[Stored data]
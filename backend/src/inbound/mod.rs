//! Inbound (driving) adapters.

pub mod http;
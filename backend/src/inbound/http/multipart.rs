//! Multipart adapter for the upload pipeline.
//!
//! Accepts exactly one file under a fixed field name and buffers it with
//! the byte ceiling enforced while the stream is drained: an oversize
//! upload is rejected the moment the ceiling is crossed, before anything
//! can reach the blob store.

use actix_multipart::{Field, Multipart};
use futures_util::TryStreamExt;

use crate::domain::upload::{UploadedFile, no_file_error, too_large_error};
use crate::domain::DomainError;

fn stream_error(err: actix_multipart::MultipartError) -> DomainError {
    DomainError::invalid_request(format!("malformed multipart body: {err}"))
}

async fn buffer_field(field: &mut Field, max_bytes: usize) -> Result<Vec<u8>, DomainError> {
    let mut bytes = Vec::new();
    while let Some(chunk) = field.try_next().await.map_err(stream_error)? {
        if bytes.len() + chunk.len() > max_bytes {
            return Err(too_large_error(max_bytes));
        }
        bytes.extend_from_slice(&chunk);
    }
    Ok(bytes)
}

/// Read the single expected file out of a multipart body.
///
/// Fields other than `expected_field` are skipped without buffering. The
/// declared content type falls back to `application/octet-stream` and the
/// filename to the field name when the client omits them.
pub async fn read_single_file(
    mut payload: Multipart,
    expected_field: &str,
    max_bytes: usize,
) -> Result<UploadedFile, DomainError> {
    while let Some(mut field) = payload.try_next().await.map_err(stream_error)? {
        if field.name() != Some(expected_field) {
            continue;
        }
        let original_name = field
            .content_disposition()
            .and_then(|cd| cd.get_filename())
            .filter(|name| !name.trim().is_empty())
            .unwrap_or(expected_field)
            .to_owned();
        let content_type = field
            .content_type()
            .map_or_else(|| "application/octet-stream".to_owned(), ToString::to_string);
        let bytes = buffer_field(&mut field, max_bytes).await?;
        return Ok(UploadedFile {
            original_name,
            content_type,
            bytes,
        });
    }
    Err(no_file_error(expected_field))
}

#[cfg(test)]
mod tests {
    use super::*;
    use crate::domain::ErrorCode;
    use actix_web::http::StatusCode;
    use actix_web::http::header;
    use actix_web::{App, HttpResponse, test, web};

    const BOUNDARY: &str = "test-boundary-7f3a";

    fn multipart_body(parts: &[(&str, &str, &str, &[u8])]) -> Vec<u8> {
        let mut body = Vec::new();
        for (field, filename, content_type, bytes) in parts {
            body.extend_from_slice(format!("--{BOUNDARY}\r\n").as_bytes());
            body.extend_from_slice(
                format!(
                    "Content-Disposition: form-data; name=\"{field}\"; filename=\"{filename}\"\r\n"
                )
                .as_bytes(),
            );
            body.extend_from_slice(format!("Content-Type: {content_type}\r\n\r\n").as_bytes());
            body.extend_from_slice(bytes);
            body.extend_from_slice(b"\r\n");
        }
        body.extend_from_slice(format!("--{BOUNDARY}--\r\n").as_bytes());
        body
    }

    async fn receive(payload: Multipart) -> Result<HttpResponse, crate::inbound::http::ApiError> {
        let file = read_single_file(payload, "file", 32).await?;
        Ok(HttpResponse::Ok().json(serde_json::json!({
            "name": file.original_name,
            "contentType": file.content_type,
            "size": file.bytes.len(),
        })))
    }

    async fn call(body: Vec<u8>) -> actix_web::dev::ServiceResponse {
        let app = test::init_service(App::new().route("/upload", web::post().to(receive))).await;
        let req = test::TestRequest::post()
            .uri("/upload")
            .insert_header((
                header::CONTENT_TYPE,
                format!("multipart/form-data; boundary={BOUNDARY}"),
            ))
            .set_payload(body)
            .to_request();
        test::call_service(&app, req).await
    }

    #[actix_web::test]
    async fn reads_the_expected_field() {
        let body = multipart_body(&[("file", "notes.txt", "text/plain", b"hello")]);
        let res = call(body).await;
        assert_eq!(res.status(), StatusCode::OK);
        let value: serde_json::Value = test::read_body_json(res).await;
        assert_eq!(value["name"], "notes.txt");
        assert_eq!(value["contentType"], "text/plain");
        assert_eq!(value["size"], 5);
    }

    #[actix_web::test]
    async fn missing_field_reports_no_file() {
        let body = multipart_body(&[("other", "x.bin", "application/octet-stream", b"x")]);
        let res = call(body).await;
        assert_eq!(res.status(), StatusCode::BAD_REQUEST);
        let value: serde_json::Value = test::read_body_json(res).await;
        assert_eq!(value["code"], "invalid_request");
        assert!(
            value["message"]
                .as_str()
                .expect("message")
                .contains("no file provided")
        );
    }

    #[actix_web::test]
    async fn oversize_upload_names_the_limit() {
        let body = multipart_body(&[("file", "big.bin", "application/octet-stream", &[0u8; 64])]);
        let res = call(body).await;
        assert_eq!(res.status(), StatusCode::BAD_REQUEST);
        let value: serde_json::Value = test::read_body_json(res).await;
        assert!(value["message"].as_str().expect("message").contains("32"));
    }

    #[tokio::test]
    async fn too_large_error_is_invalid_request() {
        assert_eq!(too_large_error(1).code(), ErrorCode::InvalidRequest);
    }
}
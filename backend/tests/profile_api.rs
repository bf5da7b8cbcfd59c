//! End-to-end coverage of the profile and avatar endpoints.

mod common;

use actix_web::{http::StatusCode, test};
use serde_json::{Value, json};

use common::{multipart_body, multipart_content_type, register_user, vault_app};
use strongroom_backend::test_support::harness;

// Smallest possible payload that still looks like an image to the upload
// checks: the checks are extension and declared content type, not magic
// bytes.
const PNG_BYTES: &[u8] = &[0x89, b'P', b'N', b'G', 0, 0, 0, 0];

#[actix_rt::test]
async fn profile_reflects_updates() {
    let harness = harness().await;
    let app = test::init_service(vault_app(&harness)).await;
    let (bearer, user) = register_user(&app, "alice@example.com", "Alice").await;
    assert_eq!(user["displayName"], "Alice");
    assert!(user.get("avatar").is_none());

    let updated = test::call_service(
        &app,
        test::TestRequest::put()
            .uri("/api/user/profile")
            .insert_header(("Authorization", bearer.clone()))
            .set_json(json!({ "displayName": "Alice Lidell" }))
            .to_request(),
    )
    .await;
    assert_eq!(updated.status(), StatusCode::OK);
    let updated: Value = test::read_body_json(updated).await;
    assert_eq!(updated["displayName"], "Alice Lidell");
    // Untouched fields survive partial updates.
    assert_eq!(updated["email"], "alice@example.com");

    let fetched = test::call_service(
        &app,
        test::TestRequest::get()
            .uri("/api/user/profile")
            .insert_header(("Authorization", bearer))
            .to_request(),
    )
    .await;
    let fetched: Value = test::read_body_json(fetched).await;
    assert_eq!(fetched["displayName"], "Alice Lidell");
    assert!(fetched.get("passwordHash").is_none());
}

#[actix_rt::test]
async fn avatar_replacement_discards_the_previous_blob() {
    let harness = harness().await;
    let app = test::init_service(vault_app(&harness)).await;
    let (bearer, _) = register_user(&app, "bob@example.com", "Bob").await;

    let first = test::call_service(
        &app,
        test::TestRequest::post()
            .uri("/api/user/avatar")
            .insert_header(("Authorization", bearer.clone()))
            .insert_header(("Content-Type", multipart_content_type()))
            .set_payload(multipart_body("avatar", "face.png", "image/png", PNG_BYTES))
            .to_request(),
    )
    .await;
    assert_eq!(first.status(), StatusCode::OK);
    let first: Value = test::read_body_json(first).await;
    let first_locator = first["avatar"].as_str().unwrap().to_owned();

    let second = test::call_service(
        &app,
        test::TestRequest::post()
            .uri("/api/user/avatar")
            .insert_header(("Authorization", bearer.clone()))
            .insert_header(("Content-Type", multipart_content_type()))
            .set_payload(multipart_body("avatar", "new-face.png", "image/png", PNG_BYTES))
            .to_request(),
    )
    .await;
    let second: Value = test::read_body_json(second).await;
    let second_locator = second["avatar"].as_str().unwrap().to_owned();
    assert_ne!(first_locator, second_locator);

    // The replaced blob is gone, the current one present.
    let relative = |locator: &str| {
        harness
            .uploads_root
            .join(locator.trim_start_matches("uploads/"))
    };
    assert!(!relative(&first_locator).exists());
    assert!(relative(&second_locator).exists());

    let cleared = test::call_service(
        &app,
        test::TestRequest::delete()
            .uri("/api/user/avatar")
            .insert_header(("Authorization", bearer))
            .to_request(),
    )
    .await;
    assert_eq!(cleared.status(), StatusCode::OK);
    let cleared: Value = test::read_body_json(cleared).await;
    assert!(cleared.get("avatar").is_none());
    assert!(!relative(&second_locator).exists());
}

#[actix_rt::test]
async fn avatar_type_checks_reject_non_images() {
    let harness = harness().await;
    let app = test::init_service(vault_app(&harness)).await;
    let (bearer, _) = register_user(&app, "carol@example.com", "Carol").await;

    // Wrong extension and wrong content type.
    let cases = [
        ("notes.txt", "text/plain"),
        // Extension on the allow-list but content type not.
        ("face.png", "application/octet-stream"),
        // Content type on the allow-list but extension not.
        ("face.svg", "image/png"),
    ];
    for (filename, content_type) in cases {
        let res = test::call_service(
            &app,
            test::TestRequest::post()
                .uri("/api/user/avatar")
                .insert_header(("Authorization", bearer.clone()))
                .insert_header(("Content-Type", multipart_content_type()))
                .set_payload(multipart_body("avatar", filename, content_type, PNG_BYTES))
                .to_request(),
        )
        .await;
        assert_eq!(
            res.status(),
            StatusCode::BAD_REQUEST,
            "{filename} as {content_type} should be rejected"
        );
    }

    // Nothing was persisted by the rejected uploads.
    let avatars: Vec<_> = std::fs::read_dir(harness.uploads_root.join("avatars"))
        .unwrap()
        .collect();
    assert!(avatars.is_empty());
}

#[actix_rt::test]
async fn change_password_requires_the_current_one() {
    let harness = harness().await;
    let app = test::init_service(vault_app(&harness)).await;
    let (bearer, _) = register_user(&app, "dave@example.com", "Dave").await;

    let wrong = test::call_service(
        &app,
        test::TestRequest::put()
            .uri("/api/user/change-password")
            .insert_header(("Authorization", bearer.clone()))
            .set_json(json!({
                "currentPassword": "not my password",
                "newPassword": "long enough replacement",
            }))
            .to_request(),
    )
    .await;
    assert_eq!(wrong.status(), StatusCode::BAD_REQUEST);

    let changed = test::call_service(
        &app,
        test::TestRequest::put()
            .uri("/api/user/change-password")
            .insert_header(("Authorization", bearer))
            .set_json(json!({
                "currentPassword": "correct horse battery",
                "newPassword": "long enough replacement",
            }))
            .to_request(),
    )
    .await;
    assert_eq!(changed.status(), StatusCode::NO_CONTENT);

    // Old credentials stop working, new ones authenticate.
    let old_login = test::call_service(
        &app,
        test::TestRequest::post()
            .uri("/api/auth/login")
            .set_json(json!({
                "email": "dave@example.com",
                "password": "correct horse battery",
            }))
            .to_request(),
    )
    .await;
    assert_eq!(old_login.status(), StatusCode::UNAUTHORIZED);

    let new_login = test::call_service(
        &app,
        test::TestRequest::post()
            .uri("/api/auth/login")
            .set_json(json!({
                "email": "dave@example.com",
                "password": "long enough replacement",
            }))
            .to_request(),
    )
    .await;
    assert_eq!(new_login.status(), StatusCode::OK);
}
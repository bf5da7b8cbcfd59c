//! Inbound HTTP adapter: handlers, DTOs, authentication extractor, and the
//! API error envelope.

pub mod accounts;
pub mod auth;
pub mod documents;
pub mod error;
pub mod health;
pub mod multipart;
pub mod passwords;
pub mod profile;
pub mod state;

pub use auth::{AuthTokens, Identity};
pub use error::{ApiError, ApiResult};
pub use health::HealthState;
pub use state::HttpState;

use actix_web::web;

/// Mount the `/api` surface onto a service config.
///
/// The caller registers [`HttpState`], [`AuthTokens`], and
/// [`crate::domain::UploadLimits`] as application data before applying
/// this.
pub fn api_routes(cfg: &mut web::ServiceConfig) {
    cfg.service(
        web::scope("/api")
            .service(accounts::register)
            .service(accounts::login)
            .service(passwords::list)
            .service(passwords::create)
            .service(passwords::get)
            .service(passwords::update)
            .service(passwords::remove)
            .service(documents::list)
            .service(documents::upload)
            .service(documents::download)
            .service(documents::get)
            .service(documents::remove)
            .service(profile::get_profile)
            .service(profile::update_profile)
            .service(profile::upload_avatar)
            .service(profile::delete_avatar)
            .service(profile::change_password),
    );
}
//! Password entry use-cases.
//!
//! Implements the ownership-scoped CRUD lifecycle over a
//! [`PasswordEntryRepository`]. Authorisation is structural: the owner id
//! travels into every repository call and absent-vs-foreign records both
//! come back as not-found.

use std::sync::Arc;

use async_trait::async_trait;
use chrono::Utc;
use uuid::Uuid;

use super::DomainError;
use super::password_entry::{EntryDraft, PasswordEntry};
use super::ports::{PasswordEntryRepository, RepositoryError};
use super::user::UserId;

/// Driving port for password entry operations.
#[async_trait]
pub trait PasswordEntryOps: Send + Sync {
    /// All entries for the owner, newest first.
    async fn list(&self, owner: UserId) -> Result<Vec<PasswordEntry>, DomainError>;

    /// A single owned entry.
    async fn get(&self, id: Uuid, owner: UserId) -> Result<PasswordEntry, DomainError>;

    /// Validate and persist a new entry.
    async fn create(&self, owner: UserId, draft: EntryDraft) -> Result<PasswordEntry, DomainError>;

    /// Replace an owned entry's fields, re-validating them.
    async fn update(
        &self,
        id: Uuid,
        owner: UserId,
        draft: EntryDraft,
    ) -> Result<PasswordEntry, DomainError>;

    /// Remove an owned entry.
    async fn delete(&self, id: Uuid, owner: UserId) -> Result<(), DomainError>;
}

/// Map persistence failures into domain errors.
pub(crate) fn map_repository_error(error: RepositoryError) -> DomainError {
    match error {
        RepositoryError::Conflict { message } => DomainError::conflict(message),
        RepositoryError::Connection { message } | RepositoryError::Query { message } => {
            DomainError::internal(format!("persistence failure: {message}"))
        }
    }
}

fn entry_not_found() -> DomainError {
    DomainError::not_found("password entry not found")
}

/// Service implementing [`PasswordEntryOps`] over a repository.
#[derive(Clone)]
pub struct PasswordEntryService<R> {
    repo: Arc<R>,
}

impl<R> PasswordEntryService<R> {
    /// Create a new service over the given repository.
    pub const fn new(repo: Arc<R>) -> Self {
        Self { repo }
    }
}

#[async_trait]
impl<R> PasswordEntryOps for PasswordEntryService<R>
where
    R: PasswordEntryRepository,
{
    async fn list(&self, owner: UserId) -> Result<Vec<PasswordEntry>, DomainError> {
        self.repo.list(owner).await.map_err(map_repository_error)
    }

    async fn get(&self, id: Uuid, owner: UserId) -> Result<PasswordEntry, DomainError> {
        self.repo
            .find(id, owner)
            .await
            .map_err(map_repository_error)?
            .ok_or_else(entry_not_found)
    }

    async fn create(&self, owner: UserId, draft: EntryDraft) -> Result<PasswordEntry, DomainError> {
        let fields = draft.validate()?;
        let now = Utc::now();
        let entry = PasswordEntry {
            id: Uuid::new_v4(),
            owner_id: owner,
            title: fields.title,
            username: fields.username,
            secret: fields.secret,
            website: fields.website,
            category: fields.category,
            notes: fields.notes,
            created_at: now,
            updated_at: now,
        };
        self.repo
            .insert(&entry)
            .await
            .map_err(map_repository_error)?;
        Ok(entry)
    }

    async fn update(
        &self,
        id: Uuid,
        owner: UserId,
        draft: EntryDraft,
    ) -> Result<PasswordEntry, DomainError> {
        let fields = draft.validate()?;
        self.repo
            .update(id, owner, &fields)
            .await
            .map_err(map_repository_error)?
            .ok_or_else(entry_not_found)
    }

    async fn delete(&self, id: Uuid, owner: UserId) -> Result<(), DomainError> {
        let removed = self
            .repo
            .delete(id, owner)
            .await
            .map_err(map_repository_error)?;
        if removed { Ok(()) } else { Err(entry_not_found()) }
    }
}
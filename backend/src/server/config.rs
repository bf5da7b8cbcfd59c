//! HTTP server configuration object and helpers.
//!
//! All environment variables are read once here, at bootstrap. Everything
//! downstream receives plain values, so call sites never branch on
//! configuration.

use std::env;
use std::net::SocketAddr;
use std::path::PathBuf;

use rand::RngCore;
use tracing::warn;
use url::Url;

use crate::domain::UploadLimits;

/// Builder-style configuration for creating the HTTP server.
pub struct ServerConfig {
    pub(crate) bind_addr: SocketAddr,
    pub(crate) database_url: String,
    pub(crate) upload_dir: PathBuf,
    pub(crate) blob_store_url: Option<Url>,
    pub(crate) jwt_secret: Vec<u8>,
    pub(crate) upload_limits: UploadLimits,
}

/// Configuration errors raised during bootstrap.
#[derive(Debug, thiserror::Error)]
pub enum ConfigError {
    /// `BIND_ADDR` could not be parsed as a socket address.
    #[error("invalid BIND_ADDR '{value}': {source}")]
    BindAddr {
        value: String,
        source: std::net::AddrParseError,
    },
    /// `BLOB_STORE_URL` was set but is not a valid URL.
    #[error("invalid BLOB_STORE_URL '{value}': {source}")]
    BlobStoreUrl {
        value: String,
        source: url::ParseError,
    },
    /// No JWT secret is configured and ephemeral secrets are disallowed.
    #[error("JWT_SECRET is not set; set it or allow an ephemeral dev secret")]
    MissingJwtSecret,
}

impl ServerConfig {
    /// Construct a configuration with explicit values (tests, embedding).
    #[must_use]
    pub fn new(bind_addr: SocketAddr, database_url: impl Into<String>, jwt_secret: Vec<u8>) -> Self {
        Self {
            bind_addr,
            database_url: database_url.into(),
            upload_dir: PathBuf::from("uploads"),
            blob_store_url: None,
            jwt_secret,
            upload_limits: UploadLimits::default(),
        }
    }

    /// Read the full configuration from the environment.
    pub fn from_env() -> Result<Self, ConfigError> {
        let bind_raw = env::var("BIND_ADDR").unwrap_or_else(|_| "0.0.0.0:8080".into());
        let bind_addr = bind_raw.parse().map_err(|source| ConfigError::BindAddr {
            value: bind_raw.clone(),
            source,
        })?;

        let database_url = env::var("DATABASE_URL").unwrap_or_else(|_| "vault.db".into());
        let upload_dir = env::var("UPLOAD_DIR").map_or_else(|_| PathBuf::from("uploads"), PathBuf::from);

        let blob_store_url = match env::var("BLOB_STORE_URL") {
            Ok(raw) if !raw.trim().is_empty() => {
                Some(Url::parse(&raw).map_err(|source| ConfigError::BlobStoreUrl {
                    value: raw,
                    source,
                })?)
            }
            _ => None,
        };

        let jwt_secret = load_jwt_secret()?;

        Ok(Self {
            bind_addr,
            database_url,
            upload_dir,
            blob_store_url,
            jwt_secret,
            upload_limits: UploadLimits::default(),
        })
    }

    /// Serve blobs from a remote object store instead of the local disk.
    #[must_use]
    pub fn with_blob_store(mut self, base: Url) -> Self {
        self.blob_store_url = Some(base);
        self
    }

    /// Override the local uploads directory.
    #[must_use]
    pub fn with_upload_dir(mut self, dir: impl Into<PathBuf>) -> Self {
        self.upload_dir = dir.into();
        self
    }

    /// Override the upload size ceilings.
    #[must_use]
    pub fn with_upload_limits(mut self, limits: UploadLimits) -> Self {
        self.upload_limits = limits;
        self
    }

    /// Return the socket address the server will bind to.
    #[must_use]
    pub fn bind_addr(&self) -> SocketAddr {
        self.bind_addr
    }
}

/// Resolve the token signing secret. Production deployments must set
/// `JWT_SECRET`; debug builds (or `JWT_ALLOW_EPHEMERAL=1`) fall back to a
/// random per-process secret, which invalidates tokens on restart.
fn load_jwt_secret() -> Result<Vec<u8>, ConfigError> {
    if let Ok(secret) = env::var("JWT_SECRET")
        && !secret.is_empty()
    {
        return Ok(secret.into_bytes());
    }
    let allow_dev = env::var("JWT_ALLOW_EPHEMERAL").ok().as_deref() == Some("1");
    if cfg!(debug_assertions) || allow_dev {
        warn!("using ephemeral JWT secret (dev only); tokens reset on restart");
        let mut secret = vec![0u8; 32];
        rand::thread_rng().fill_bytes(&mut secret);
        return Ok(secret);
    }
    Err(ConfigError::MissingJwtSecret)
}
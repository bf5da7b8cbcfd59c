//! Account profile HTTP handlers.
//!
//! ```text
//! GET    /api/user/profile
//! PUT    /api/user/profile
//! POST   /api/user/avatar          (multipart field `avatar`)
//! DELETE /api/user/avatar
//! PUT    /api/user/change-password
//! ```

use actix_multipart::Multipart;
use actix_web::{HttpResponse, delete, get, post, put, web};
use serde::{Deserialize, Serialize};
use utoipa::ToSchema;

use crate::domain::{DomainError, ProfileUpdate, UploadLimits, User};

use super::auth::Identity;
use super::error::ApiResult;
use super::multipart::read_single_file;
use super::state::HttpState;

/// Profile fields returned to the client. The password hash never leaves
/// the server.
#[derive(Debug, Serialize, ToSchema)]
#[serde(rename_all = "camelCase")]
pub struct ProfileResponse {
    pub id: String,
    pub email: String,
    pub display_name: String,
    #[serde(skip_serializing_if = "Option::is_none")]
    pub avatar: Option<String>,
    pub created_at: String,
}

impl From<User> for ProfileResponse {
    fn from(value: User) -> Self {
        Self {
            id: value.id.to_string(),
            email: value.email,
            display_name: value.display_name,
            avatar: value.avatar.map(|locator| locator.as_str().to_owned()),
            created_at: value.created_at.to_rfc3339(),
        }
    }
}

/// Request payload for profile updates; absent fields stay untouched.
#[derive(Debug, Deserialize, ToSchema)]
#[serde(rename_all = "camelCase")]
pub struct ProfileRequest {
    pub email: Option<String>,
    pub display_name: Option<String>,
}

/// Request payload for a password change.
#[derive(Debug, Deserialize, ToSchema)]
#[serde(rename_all = "camelCase")]
pub struct ChangePasswordRequest {
    pub current_password: Option<String>,
    pub new_password: Option<String>,
}

/// Fetch the authenticated account's profile.
#[utoipa::path(
    get,
    path = "/api/user/profile",
    responses((status = 200, description = "The profile", body = ProfileResponse)),
    tags = ["user"],
    operation_id = "getProfile"
)]
#[get("/user/profile")]
pub async fn get_profile(state: web::Data<HttpState>, identity: Identity) -> ApiResult<HttpResponse> {
    let user = state.profile.get(identity.owner()).await?;
    Ok(HttpResponse::Ok().json(ProfileResponse::from(user)))
}

/// Update profile fields.
#[utoipa::path(
    put,
    path = "/api/user/profile",
    request_body = ProfileRequest,
    responses(
        (status = 200, description = "Updated profile", body = ProfileResponse),
        (status = 400, description = "Invalid email or display name")
    ),
    tags = ["user"],
    operation_id = "updateProfile"
)]
#[put("/user/profile")]
pub async fn update_profile(
    state: web::Data<HttpState>,
    identity: Identity,
    payload: web::Json<ProfileRequest>,
) -> ApiResult<HttpResponse> {
    let payload = payload.into_inner();
    let user = state
        .profile
        .update(
            identity.owner(),
            ProfileUpdate {
                email: payload.email,
                display_name: payload.display_name,
            },
        )
        .await?;
    Ok(HttpResponse::Ok().json(ProfileResponse::from(user)))
}

/// Upload a new avatar under the `avatar` field.
#[utoipa::path(
    post,
    path = "/api/user/avatar",
    responses(
        (status = 200, description = "Profile with the new avatar", body = ProfileResponse),
        (status = 400, description = "No file, oversize, or not an image")
    ),
    tags = ["user"],
    operation_id = "uploadAvatar"
)]
#[post("/user/avatar")]
pub async fn upload_avatar(
    state: web::Data<HttpState>,
    limits: web::Data<UploadLimits>,
    identity: Identity,
    payload: Multipart,
) -> ApiResult<HttpResponse> {
    let file = read_single_file(payload, "avatar", limits.avatar_max_bytes).await?;
    let user = state.profile.set_avatar(identity.owner(), file).await?;
    Ok(HttpResponse::Ok().json(ProfileResponse::from(user)))
}

/// Remove the current avatar.
#[utoipa::path(
    delete,
    path = "/api/user/avatar",
    responses((status = 200, description = "Profile without an avatar", body = ProfileResponse)),
    tags = ["user"],
    operation_id = "deleteAvatar"
)]
#[delete("/user/avatar")]
pub async fn delete_avatar(
    state: web::Data<HttpState>,
    identity: Identity,
) -> ApiResult<HttpResponse> {
    let user = state.profile.delete_avatar(identity.owner()).await?;
    Ok(HttpResponse::Ok().json(ProfileResponse::from(user)))
}

/// Change the account password after verifying the current one.
#[utoipa::path(
    put,
    path = "/api/user/change-password",
    request_body = ChangePasswordRequest,
    responses(
        (status = 204, description = "Password changed"),
        (status = 400, description = "Missing fields or wrong current password")
    ),
    tags = ["user"],
    operation_id = "changePassword"
)]
#[put("/user/change-password")]
pub async fn change_password(
    state: web::Data<HttpState>,
    identity: Identity,
    payload: web::Json<ChangePasswordRequest>,
) -> ApiResult<HttpResponse> {
    let payload = payload.into_inner();
    let current = payload
        .current_password
        .ok_or_else(|| DomainError::invalid_request("currentPassword is required"))?;
    let replacement = payload
        .new_password
        .ok_or_else(|| DomainError::invalid_request("newPassword is required"))?;
    state
        .profile
        .change_password(identity.owner(), &current, &replacement)
        .await?;
    Ok(HttpResponse::NoContent().finish())
}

What the exercise asks: Show each line in the data where the string "ProfileResponse" appears.

Solution to the exercise:
pub struct ProfileResponse {
impl From<User> for ProfileResponse {
    responses((status = 200, description = "The profile", body = ProfileResponse)),
    Ok(HttpResponse::Ok().json(ProfileResponse::from(user)))
        (status = 200, description = "Updated profile", body = ProfileResponse),
    Ok(HttpResponse::Ok().json(ProfileResponse::from(user)))
        (status = 200, description = "Profile with the new avatar", body = ProfileResponse),
    Ok(HttpResponse::Ok().json(ProfileResponse::from(user)))
    responses((status = 200, description = "Profile without an avatar", body = ProfileResponse)),
    Ok(HttpResponse::Ok().json(ProfileResponse::from(user)))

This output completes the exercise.